- WHAT THIS TASK INVOLVES: Give only the number of lines in the following entries where "header" appears.

== MATERIAL FOR THIS EXERCISE ==

//! Interactive grid.
//!
//! A search box above a table that grows as the selection nears the end
//! of the visible window. All page state lives in the [`GridSession`];
//! [`App`] only tracks what the user typed and where the cursor is, so a
//! query typed while records are still loading is applied the moment the
//! load finishes.

use std::io::Stdout;
use std::sync::Arc;
use std::time::Duration;

use anyhow::Result;
use collegium_core::config::GridConfig;
use collegium_core::{CollegiumConfig, CurrencyFormat};
use collegium_grid::{
    Applied, DataSource, GridSession, LoadHandle, LoadState, SortKey, SortSpec, SourceLocation,
};
use crossterm::event::{self, Event, KeyCode, KeyEvent, KeyEventKind, KeyModifiers};
use crossterm::terminal::{
    EnterAlternateScreen, LeaveAlternateScreen, disable_raw_mode, enable_raw_mode,
};
use ratatui::Frame;
use ratatui::Terminal;
use ratatui::backend::CrosstermBackend;
use ratatui::layout::{Constraint, Direction, Layout};
use ratatui::style::{Color, Modifier, Style};
use ratatui::text::{Line, Span, Text};
use ratatui::widgets::{Block, Borders, Cell, Paragraph, Row, Table, TableState};

use crate::columns::{Column, college_card};
use crate::commands::open_session;

/// Rows from the end of the window at which the next block is requested.
const PREFETCH_ROWS: usize = 3;

const TICK: Duration = Duration::from_millis(100);

// ============================================================================
// App state
// ============================================================================

/// State behind the interactive grid.
pub struct App {
    source: Arc<DataSource>,
    load: LoadHandle,
    grid: GridConfig,
    currency: CurrencyFormat,
    query: String,
    sort: Option<SortSpec>,
    session: Option<GridSession>,
    selected: usize,
    notice: Option<String>,
    // Set after a failed row request; cleared by the next key press.
    hold_requests: bool,
    quit: bool,
}

impl App {
    /// Create the app over `source`; records are not read until
    /// [`start_load`](Self::start_load).
    pub fn new(source: Arc<DataSource>, config: &CollegiumConfig) -> Self {
        let load = source.handle();
        Self {
            source,
            load,
            grid: config.grid.clone(),
            currency: config.display.currency_format(),
            query: String::new(),
            sort: None,
            session: None,
            selected: 0,
            notice: None,
            hold_requests: false,
            quit: false,
        }
    }

    /// Begin the one-time load in the background.
    pub fn start_load(&self) -> tokio::task::JoinHandle<()> {
        let source = Arc::clone(&self.source);
        tokio::spawn(async move {
            if let Err(e) = source.load().await {
                tracing::warn!(error = %e, "Record load failed");
            }
        })
    }

    /// Search box contents.
    pub fn query(&self) -> &str {
        &self.query
    }

    /// Requested sort.
    pub fn sort(&self) -> Option<SortSpec> {
        self.sort
    }

    /// Selected row in the visible window.
    pub fn selected(&self) -> usize {
        self.selected
    }

    /// The grid session, once records are loaded.
    pub fn session(&self) -> Option<&GridSession> {
        self.session.as_ref()
    }

    /// Current load progress.
    pub fn load_state(&self) -> LoadState {
        self.load.state()
    }

    /// Last row-request problem, if any.
    pub fn notice(&self) -> Option<&str> {
        self.notice.as_deref()
    }

    /// Returns `true` once the user asked to leave.
    pub fn should_quit(&self) -> bool {
        self.quit
    }

    /// Pick up load completion and delivered rows, then prefetch if needed.
    pub fn tick(&mut self) {
        self.poll_load();
        let Some(session) = self.session.as_mut() else {
            return;
        };
        while let Some(applied) = session.try_next_applied() {
            match applied {
                Applied::Rows { .. } => self.notice = None,
                Applied::Failed { error, .. } => {
                    self.notice = Some(format!("Could not load more rows: {error}"));
                    self.hold_requests = true;
                }
                Applied::Stale { .. } => {}
            }
        }
        self.clamp_selection();
        self.request_more_if_needed();
    }

    fn poll_load(&mut self) {
        if self.session.is_some() || !self.load.state().is_ready() {
            return;
        }
        let Ok(records) = self.source.loaded() else {
            return;
        };
        let mut session = open_session(records, &self.grid);
        session.set_query(self.query.clone());
        session.set_sort(self.sort);
        tracing::debug!(query = %self.query, "Grid session opened");
        self.session = Some(session);
        self.selected = 0;
    }

    /// Apply one key press.
    pub fn handle_key(&mut self, key: KeyEvent) {
        if key.kind != KeyEventKind::Press {
            return;
        }
        self.hold_requests = false;
        let control = key.modifiers.contains(KeyModifiers::CONTROL);
        let page = self.grid.page_size.max(1) as isize;

        match key.code {
            KeyCode::Char('c') if control => self.quit = true,
            KeyCode::Esc if self.query.is_empty() => self.quit = true,
            KeyCode::Esc => {
                self.query.clear();
                self.apply_query();
            }
            KeyCode::Char(c) if !control && !c.is_control() => {
                self.query.push(c);
                self.apply_query();
            }
            KeyCode::Backspace => {
                if self.query.pop().is_some() {
                    self.apply_query();
                }
            }
            KeyCode::Up => self.move_selection(-1),
            KeyCode::Down => self.move_selection(1),
            KeyCode::PageUp => self.move_selection(-page),
            KeyCode::PageDown => self.move_selection(page),
            KeyCode::Home => self.selected = 0,
            KeyCode::End => self.selected = self.window_len().saturating_sub(1),
            KeyCode::Tab => {
                self.sort = next_sort(self.sort);
                self.apply_sort();
            }
            KeyCode::BackTab => {
                if let Some(spec) = self.sort.as_mut() {
                    spec.direction = spec.direction.flipped();
                    self.apply_sort();
                }
            }
            _ => {}
        }
        self.request_more_if_needed();
    }

    fn apply_query(&mut self) {
        if let Some(session) = self.session.as_mut() {
            if session.set_query(self.query.clone()) {
                self.selected = 0;
            }
        }
    }

    fn apply_sort(&mut self) {
        if let Some(session) = self.session.as_mut() {
            if session.set_sort(self.sort) {
                self.selected = 0;
            }
        }
    }

    fn window_len(&self) -> usize {
        self.session
            .as_ref()
            .map_or(0, |session| session.view().window_len())
    }

    fn move_selection(&mut self, delta: isize) {
        let last = self.window_len().saturating_sub(1);
        self.selected = self.selected.saturating_add_signed(delta).min(last);
    }

    fn clamp_selection(&mut self) {
        self.selected = self.selected.min(self.window_len().saturating_sub(1));
    }

    fn request_more_if_needed(&mut self) {
        if self.hold_requests {
            return;
        }
        let Some(session) = self.session.as_mut() else {
            return;
        };
        let window = session.view().window_len();
        if window == 0 || session.view().is_complete() || self.selected + PREFETCH_ROWS < window {
            return;
        }
        if let Err(e) = session.request_next_block() {
            self.notice = Some(e.to_string());
        }
    }

    /// One-line summary under the table.
    pub fn status_line(&self) -> String {
        let mut line = match (self.load.state(), self.session.as_ref()) {
            (LoadState::Failed(reason), _) => format!("Could not load colleges: {reason}"),
            (_, None) => format!("Loading {}…", self.load.source()),
            (_, Some(session)) => {
                let view = session.view();
                let mut text = if view.total() == 0 {
                    "No colleges available".to_string()
                } else if view.matched() == 0 {
                    format!("No colleges match \"{}\"", self.query)
                } else {
                    format!(
                        "{} of {} shown ({} total)",
                        view.window_len(),
                        view.matched(),
                        view.total()
                    )
                };
                if let Some(spec) = view.sort() {
                    let arrow = sort_arrow(spec);
                    text.push_str(&format!(" · sorted by {}{arrow}", spec.key));
                }
                if session.pending() > 0 {
                    text.push_str(" · loading more…");
                }
                text
            }
        };
        if let Some(notice) = &self.notice {
            line.push_str(" · ");
            line.push_str(notice);
        }
        line
    }
}

fn next_sort(current: Option<SortSpec>) -> Option<SortSpec> {
    match current {
        None => Some(SortSpec::ascending(SortKey::ALL[0])),
        Some(spec) => SortKey::ALL
            .iter()
            .position(|key| *key == spec.key)
            .and_then(|i| SortKey::ALL.get(i + 1))
            .map(|&key| SortSpec {
                key,
                direction: spec.direction,
            }),
    }
}

fn sort_arrow(spec: SortSpec) -> &'static str {
    match spec.direction {
        collegium_grid::SortDirection::Ascending => " ▲",
        collegium_grid::SortDirection::Descending => " ▼",
    }
}

// ============================================================================
// Rendering
// ============================================================================

/// Draw the whole screen.
pub fn draw(frame: &mut Frame<'_>, app: &App, state: &mut TableState) {
    let chunks = Layout::default()
        .direction(Direction::Vertical)
        .constraints([
            Constraint::Length(3),
            Constraint::Min(3),
            Constraint::Length(1),
        ])
        .split(frame.area());

    let search = if app.query().is_empty() {
        Line::from(Span::styled(
            "Search by college name",
            Style::default().fg(Color::DarkGray),
        ))
    } else {
        Line::from(app.query().to_string())
    };
    let search = Paragraph::new(search).block(
        Block::default()
            .borders(Borders::ALL)
            .title("Search (Tab: sort, Shift-Tab: direction, Esc: clear/quit)"),
    );
    frame.render_widget(search, chunks[0]);

    match app.session() {
        Some(session) if session.view().window_len() > 0 => {
            let table = grid_table(session, app.sort(), &app.currency);
            state.select(Some(app.selected()));
            frame.render_stateful_widget(table, chunks[1], state);
        }
        _ => {
            state.select(None);
            let empty = Paragraph::new(app.status_line())
                .block(Block::default().borders(Borders::ALL).title("Colleges"));
            frame.render_widget(empty, chunks[1]);
        }
    }

    let status = Paragraph::new(Line::from(Span::styled(
        app.status_line(),
        Style::default().add_modifier(Modifier::DIM),
    )));
    frame.render_widget(status, chunks[2]);
}

fn grid_table<'a>(
    session: &'a GridSession,
    sort: Option<SortSpec>,
    currency: &CurrencyFormat,
) -> Table<'a> {
    let header = Row::new(Column::ALL.iter().map(|column| {
        let mut title = column.header().to_string();
        if let Some(spec) = sort.filter(|spec| Column::for_sort_key(spec.key) == *column) {
            title.push_str(sort_arrow(spec));
        }
        Cell::from(title)
    }))
    .style(Style::default().add_modifier(Modifier::BOLD));

    let rows: Vec<Row> = session
        .view()
        .visible()
        .into_iter()
        .map(|record| {
            let card = college_card(record);
            let height = card.len().max(1) as u16;
            let last = card.len().saturating_sub(1);
            let card_lines: Vec<Line> = card
                .into_iter()
                .enumerate()
                .map(|(i, text)| {
                    if i == 0 {
                        Line::from(Span::styled(
                            text,
                            Style::default().add_modifier(Modifier::BOLD),
                        ))
                    } else if record.featured && i == last {
                        Line::from(Span::styled(text, Style::default().fg(Color::Yellow)))
                    } else {
                        Line::from(text)
                    }
                })
                .collect();
            let cells = Column::ALL.iter().map(|column| match column {
                Column::College => Cell::from(Text::from(card_lines.clone())),
                other => Cell::from(other.cell(record, currency)),
            });
            Row::new(cells).height(height)
        })
        .collect();

    let widths = [
        Constraint::Length(5),
        Constraint::Min(24),
        Constraint::Length(14),
        Constraint::Length(14),
        Constraint::Length(13),
        Constraint::Length(20),
    ];
    Table::new(rows, widths)
        .header(header)
        .block(Block::default().borders(Borders::ALL).title("Colleges"))
        .highlight_style(Style::default().add_modifier(Modifier::REVERSED))
}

===

- RESULT BELOW: 3